The third ship built for Royal Caribbean, she was ordered when Gotaas-Larsen joined as an investor in the new cruise line alongside Norway’s Wilhelmsen and I. M. Skaugen. The traditional Norwegian shipowners had been temped into the cruise business by a young executive, Edwin Stephan who had a vision for the modern cruise industry. He was developing his concept for “propelled hotels” where the cabins would be standardized for easier sales and smaller to encourage passengers to be on deck and in the lounges and bars.
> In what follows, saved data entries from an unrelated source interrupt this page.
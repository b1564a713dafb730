//! Snapshot types delivered by reads and subscriptions.

use std::time::SystemTime;

/// The JSON-like content of a document.
///
/// The store never interprets content; structure is owned entirely by the
/// layer that writes it.
pub type Content = serde_json::Value;

/// A full point-in-time copy of a named document.
#[derive(Debug, Clone, PartialEq)]
pub struct Snapshot {
    /// The document's content, whole.
    pub content: Content,
    /// When the store last stamped a write of this document.
    ///
    /// Observability only. Nothing in the sync stack resolves conflicts
    /// from this stamp; last write wins regardless of it.
    pub updated_at: SystemTime,
}

impl Snapshot {
    /// Creates a snapshot stamped now.
    pub fn new(content: Content) -> Self {
        Self {
            content,
            updated_at: SystemTime::now(),
        }
    }
}

/// State of a named document, as delivered to readers and subscribers.
#[derive(Debug, Clone, PartialEq)]
pub enum SnapshotEvent {
    /// The document exists; carries its current snapshot.
    Present(Snapshot),
    /// The document does not exist (yet).
    Missing,
}

impl SnapshotEvent {
    /// Returns the snapshot, if the document exists.
    pub fn snapshot(&self) -> Option<&Snapshot> {
        match self {
            SnapshotEvent::Present(snapshot) => Some(snapshot),
            SnapshotEvent::Missing => None,
        }
    }

    /// Returns true if the document exists.
    pub fn is_present(&self) -> bool {
        matches!(self, SnapshotEvent::Present(_))
    }
}
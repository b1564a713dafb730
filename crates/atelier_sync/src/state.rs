//! The synced state handle.

use crate::scheduler::{Scheduler, TimerHandle};
use atelier_store::{DocumentStore, SnapshotEvent, SnapshotObserver, Subscription};
use parking_lot::{Mutex, RwLock};
use serde::de::DeserializeOwned;
use serde::Serialize;
use std::sync::mpsc::{self, Receiver, Sender};
use std::sync::Arc;
use std::time::{Duration, SystemTime};
use tracing::{debug, warn};

/// Counters describing one handle's sync activity.
///
/// Sync failure is non-fatal by design, so these counters (plus logs) are
/// the only place it surfaces.
#[derive(Debug, Clone, Default)]
pub struct SyncStats {
    /// Local mutations applied.
    pub mutations: u64,
    /// Debounced writes that reached the store.
    pub writes_issued: u64,
    /// Debounced writes the store rejected (or that failed to serialize).
    pub writes_failed: u64,
    /// Remote snapshots applied to the local value.
    pub snapshots_applied: u64,
    /// Update stamp of the most recent applied snapshot.
    pub last_remote_update: Option<SystemTime>,
}

/// A typed value mirroring one remote document.
///
/// The handle behaves like plain local mutable state: [`get`](Self::get)
/// is synchronous, [`set`](Self::set) and [`update`](Self::update) apply
/// immediately. Behind that surface, every mutation (re)schedules one
/// debounced whole-document write, and every inbound remote snapshot
/// replaces the value wholesale - including snapshots caused by this
/// handle's own writes.
///
/// # Consistency
///
/// Last-write-wins, no merge. Two sessions mutating the same key inside
/// one debounce window race; the write that lands last at the store
/// determines the record, and the losing session converges on it at its
/// next inbound snapshot. A mutation made before the first snapshot
/// arrives is likewise overwritten if the record already exists remotely.
///
/// # Failure
///
/// Write and subscription failures are logged and counted, never surfaced
/// through this API and never rolled back. A value that fails to persist
/// survives only in process memory.
///
/// Handles are cheap to clone; clones share one value and one timer.
pub struct SyncedState<T> {
    shared: Arc<Shared<T>>,
}

struct Shared<T> {
    key: String,
    debounce: Duration,
    store: Option<Arc<dyn DocumentStore>>,
    scheduler: Arc<dyn Scheduler>,
    value: RwLock<T>,
    /// At most one live debounce timer per handle.
    pending: Mutex<Option<TimerHandle>>,
    watchers: Mutex<Vec<Sender<T>>>,
    stats: Mutex<SyncStats>,
    subscription: Mutex<Option<Subscription>>,
}

impl<T> Clone for SyncedState<T> {
    fn clone(&self) -> Self {
        Self {
            shared: Arc::clone(&self.shared),
        }
    }
}

impl<T> SyncedState<T>
where
    T: Serialize + DeserializeOwned + Clone + Send + Sync + 'static,
{
    /// Builds a handle and wires its store subscription.
    ///
    /// `store: None` is offline mode: the value stays purely local and no
    /// timer is ever scheduled. A subscription that cannot be established
    /// is logged and the handle continues local-only.
    pub(crate) fn connect(
        key: String,
        default: T,
        store: Option<Arc<dyn DocumentStore>>,
        scheduler: Arc<dyn Scheduler>,
        debounce: Duration,
    ) -> Self {
        let shared = Arc::new(Shared {
            key,
            debounce,
            store,
            scheduler,
            value: RwLock::new(default),
            pending: Mutex::new(None),
            watchers: Mutex::new(Vec::new()),
            stats: Mutex::new(SyncStats::default()),
            subscription: Mutex::new(None),
        });

        if let Some(store) = shared.store.clone() {
            let weak = Arc::downgrade(&shared);
            let observer: SnapshotObserver = Box::new(move |event| {
                if let Some(shared) = weak.upgrade() {
                    shared.apply_remote(event);
                }
            });
            match store.subscribe(&shared.key, observer) {
                Ok(subscription) => *shared.subscription.lock() = Some(subscription),
                Err(error) => {
                    warn!(key = %shared.key, %error, "live updates unavailable, continuing local-only");
                }
            }
        }

        Self { shared }
    }

    /// Returns the current value.
    ///
    /// Always the latest known value: a just-applied local mutation or the
    /// most recent remote snapshot, whichever came last.
    pub fn get(&self) -> T {
        self.shared.value.read().clone()
    }

    /// Replaces the value and schedules its debounced write.
    pub fn set(&self, value: T) {
        self.apply_local(|current| *current = value);
    }

    /// Mutates the value in place and schedules its debounced write.
    ///
    /// The closure runs synchronously under the value lock; when this
    /// returns, [`get`](Self::get) already observes the new value.
    pub fn update(&self, mutate: impl FnOnce(&mut T)) {
        self.apply_local(mutate);
    }

    /// Subscribes to value replacements.
    ///
    /// The receiver gets the new value after every local mutation and
    /// every applied remote snapshot. Dead receivers are pruned on the
    /// next emission.
    pub fn subscribe(&self) -> Receiver<T> {
        let (tx, rx) = mpsc::channel();
        self.shared.watchers.lock().push(tx);
        rx
    }

    /// Returns the key this handle mirrors.
    pub fn key(&self) -> &str {
        &self.shared.key
    }

    /// Returns true while a debounced write is still waiting to fire.
    pub fn has_pending_write(&self) -> bool {
        self.shared
            .pending
            .lock()
            .as_ref()
            .map(|handle| handle.is_active())
            .unwrap_or(false)
    }

    /// Returns this handle's sync counters.
    pub fn stats(&self) -> SyncStats {
        self.shared.stats.lock().clone()
    }

    fn apply_local(&self, mutate: impl FnOnce(&mut T)) {
        let value = {
            let mut guard = self.shared.value.write();
            mutate(&mut guard);
            guard.clone()
        };
        self.shared.stats.lock().mutations += 1;
        self.shared.notify_watchers(value);
        self.schedule_write();
    }

    /// Replaces any pending timer with a fresh one at the full debounce
    /// delay, so the write fires only after a quiet period.
    fn schedule_write(&self) {
        let Some(store) = self.shared.store.clone() else {
            return;
        };

        let mut pending = self.shared.pending.lock();
        if let Some(previous) = pending.take() {
            previous.cancel();
        }

        let weak = Arc::downgrade(&self.shared);
        let task = Box::new(move || {
            if let Some(shared) = weak.upgrade() {
                shared.write_now(store.as_ref());
            }
        });
        *pending = Some(self.shared.scheduler.schedule(self.shared.debounce, task));
    }
}

impl<T> Shared<T>
where
    T: Serialize + DeserializeOwned + Clone + Send + Sync + 'static,
{
    /// Applies an inbound remote snapshot: last snapshot wins, wholesale.
    ///
    /// A pending debounced write is left running; when it fires it
    /// persists the then-current value.
    fn apply_remote(&self, event: SnapshotEvent) {
        let snapshot = match event {
            SnapshotEvent::Present(snapshot) => snapshot,
            // Record does not exist: keep the default, write nothing.
            SnapshotEvent::Missing => return,
        };

        let value: T = match serde_json::from_value(snapshot.content) {
            Ok(value) => value,
            Err(error) => {
                warn!(key = %self.key, %error, "dropping undecodable snapshot");
                return;
            }
        };

        *self.value.write() = value.clone();
        {
            let mut stats = self.stats.lock();
            stats.snapshots_applied += 1;
            stats.last_remote_update = Some(snapshot.updated_at);
        }
        self.notify_watchers(value);
    }

    /// Serializes the current value and issues the whole-document write.
    fn write_now(&self, store: &dyn DocumentStore) {
        let content = {
            let value = self.value.read();
            match serde_json::to_value(&*value) {
                Ok(content) => content,
                Err(error) => {
                    self.stats.lock().writes_failed += 1;
                    warn!(key = %self.key, %error, "value failed to serialize, write skipped");
                    return;
                }
            }
        };

        match store.write(&self.key, content) {
            Ok(()) => {
                self.stats.lock().writes_issued += 1;
                debug!(key = %self.key, "debounced write flushed");
            }
            Err(error) => {
                self.stats.lock().writes_failed += 1;
                warn!(key = %self.key, %error, "write failed, keeping local value");
            }
        }
    }

    fn notify_watchers(&self, value: T) {
        let mut watchers = self.watchers.lock();
        watchers.retain(|tx| tx.send(value.clone()).is_ok());
    }
}

impl<T> Drop for Shared<T> {
    fn drop(&mut self) {
        if let Some(handle) = self.pending.get_mut().take() {
            handle.cancel();
        }
        // The store subscription cancels via its own Drop.
    }
}

impl<T> std::fmt::Debug for SyncedState<T> {
    fn fmt(&self, f: &mut std::fmt::Formatter<'_>) -> std::fmt::Result {
        f.debug_struct("SyncedState")
            .field("key", &self.shared.key)
            .field("debounce", &self.shared.debounce)
            .field("offline", &self.shared.store.is_none())
            .finish()
    }
}
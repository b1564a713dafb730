//! Document store trait definition.

use crate::document::{Content, SnapshotEvent};
use crate::error::StoreResult;

/// Callback invoked with the current document state and every later change.
pub type SnapshotObserver = Box<dyn Fn(SnapshotEvent) + Send + Sync>;

/// A remote document store holding one JSON-like value per named key.
///
/// Stores are **opaque collaborators**: they hold and deliver content
/// without interpreting it. All document structure belongs to the caller.
///
/// # Invariants
///
/// - `write` replaces the named document's content wholesale and stamps its
///   update time; there is no partial update and no precondition
/// - `subscribe` delivers the current state once immediately, then again
///   after every future write to the key, in store-observed write order
/// - A document that does not exist is delivered as
///   [`SnapshotEvent::Missing`], never as an error
///
/// # Implementors
///
/// - [`super::MemoryStore`] - for tests, demos, and offline mode
pub trait DocumentStore: Send + Sync {
    /// Reads the current state of the named document.
    ///
    /// # Errors
    ///
    /// Returns an error if the store is unreachable or the caller lacks
    /// permission. A missing document is `Ok(SnapshotEvent::Missing)`.
    fn read_once(&self, key: &str) -> StoreResult<SnapshotEvent>;

    /// Replaces the named document's content wholesale.
    ///
    /// Creates the document if it does not exist. The store stamps the
    /// document's update time as part of the write.
    ///
    /// # Errors
    ///
    /// Returns an error if the write is rejected (network, quota,
    /// permission, backend fault).
    fn write(&self, key: &str, content: Content) -> StoreResult<()>;

    /// Subscribes to the named document.
    ///
    /// The observer is invoked once immediately with the current state,
    /// then again after every future write to the key, until the returned
    /// [`Subscription`] is cancelled or dropped. Delivery order matches
    /// store-observed write order.
    ///
    /// # Errors
    ///
    /// Returns an error if the live-change channel cannot be established.
    fn subscribe(&self, key: &str, observer: SnapshotObserver) -> StoreResult<Subscription>;
}

/// A live registration on a document's change channel.
///
/// Cancelling is idempotent; dropping the handle cancels it.
pub struct Subscription {
    cancel: Option<Box<dyn FnOnce() + Send>>,
}

impl Subscription {
    /// Wraps a cancellation action.
    pub fn new(cancel: impl FnOnce() + Send + 'static) -> Self {
        Self {
            cancel: Some(Box::new(cancel)),
        }
    }

    /// Stops delivery to the observer.
    pub fn cancel(&mut self) {
        if let Some(cancel) = self.cancel.take() {
            cancel();
        }
    }
}

impl Drop for Subscription {
    fn drop(&mut self) {
        self.cancel();
    }
}

impl std::fmt::Debug for Subscription {
    fn fmt(&self, f: &mut std::fmt::Formatter<'_>) -> std::fmt::Result {
        f.debug_struct("Subscription")
            .field("active", &self.cancel.is_some())
            .finish()
    }
}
Stephan envisioned cruising focusing on high passenger density to create what he called the “volume economy market.” He also was a pioneer in the fly-cruise market bringing passengers from California on chartered airplanes for his Caribbean cruises.

Royal Caribbean launched in 1970 offering seven-day cruises from Miami aboard the Song of Norway and followed in 1971 and 1972 with two additional ships, the Nordic Prince and the Sun Viking sailing on alternating Saturdays from Miami on a 14-day Caribbean loop. The Sun Viking was a slightly enhanced design versus the first two sister ships with additional streamlining and an extra half deck to expand her passenger capacity but also measured just 563 feet in length.

 

Sun Viking arriving in the Port of Miami when she was new in the early 1970s 

 

As the cruise industry grew. Royal Caribbean expanded the first two ships but skipped the reconstruction of the Sun Viking, instead focusing on new ship construction. As the smallest ship of the fleet and the only one with the original design, she became a pioneer for the company operating the first cruises outside Miami, sailing to Mexico, Alaska, and in the mid-1990s repositioned to Asia.

The Sun Viking became the last of the original cruise ships to leave Royal Caribbean’s fleet, delivered in 1998 to new owners, a start-up Asian cruise company called Star Cruises. Star however shortly after accepted an offer from Hyundai Merchant Marine Company. By the 2000s, though she had begun the final phase of her career being sold to a series of owners that used her as a floating casino ship in Asia. The collapse of the Hong Kong ship casino market saw her sold one final time, renamed Oriental Dragon, and transferred to Malaysia as a casino ship.

After the pandemic struck, her last owners largely abandoned the ship while attempting to fight off creditors. She was finally ordered sold at auction by the Malaysia Admiralty Court late in 2021 acquired by resellers for the scrap industry. She recently left the anchorage at Penang and after a brief stop off the coast of India proceeded on to Gaddani, Pakistan where the scrappers had won the bidding and her long career officially came to an end. 

She outlived her two sister ships and nearly all the original cruise ships that started sailing from PortMiami in the late 1960s and early 1970s. Despite multiple overhauls that had removed her original interior design, the exterior of the former Sun Viking remained original. She had a distinctive lounge cantilevered from her funnel that Stephan said was inspired by the Seattle Space Needle and became the original trademark for Royal Caribbean. For her size, she had large areas of open deck space and a mid-ship pool area, each protected but distinctive curved glass windscreens. 

Long outclassed by modern cruise ships that are ten times her size, the Sun Viking was a reminder of the origins of the modern cruise industry. The last survivor of the era is now the 1968-built cruise ship known then as the Boheme, which was a converted car ferry design owned by Wallenius today best known for their car carriers. Since 1986, the Boheme has been owned by the Church of Scientology operated as the MS Freewinds in the Caribbean as a retreat for church elders.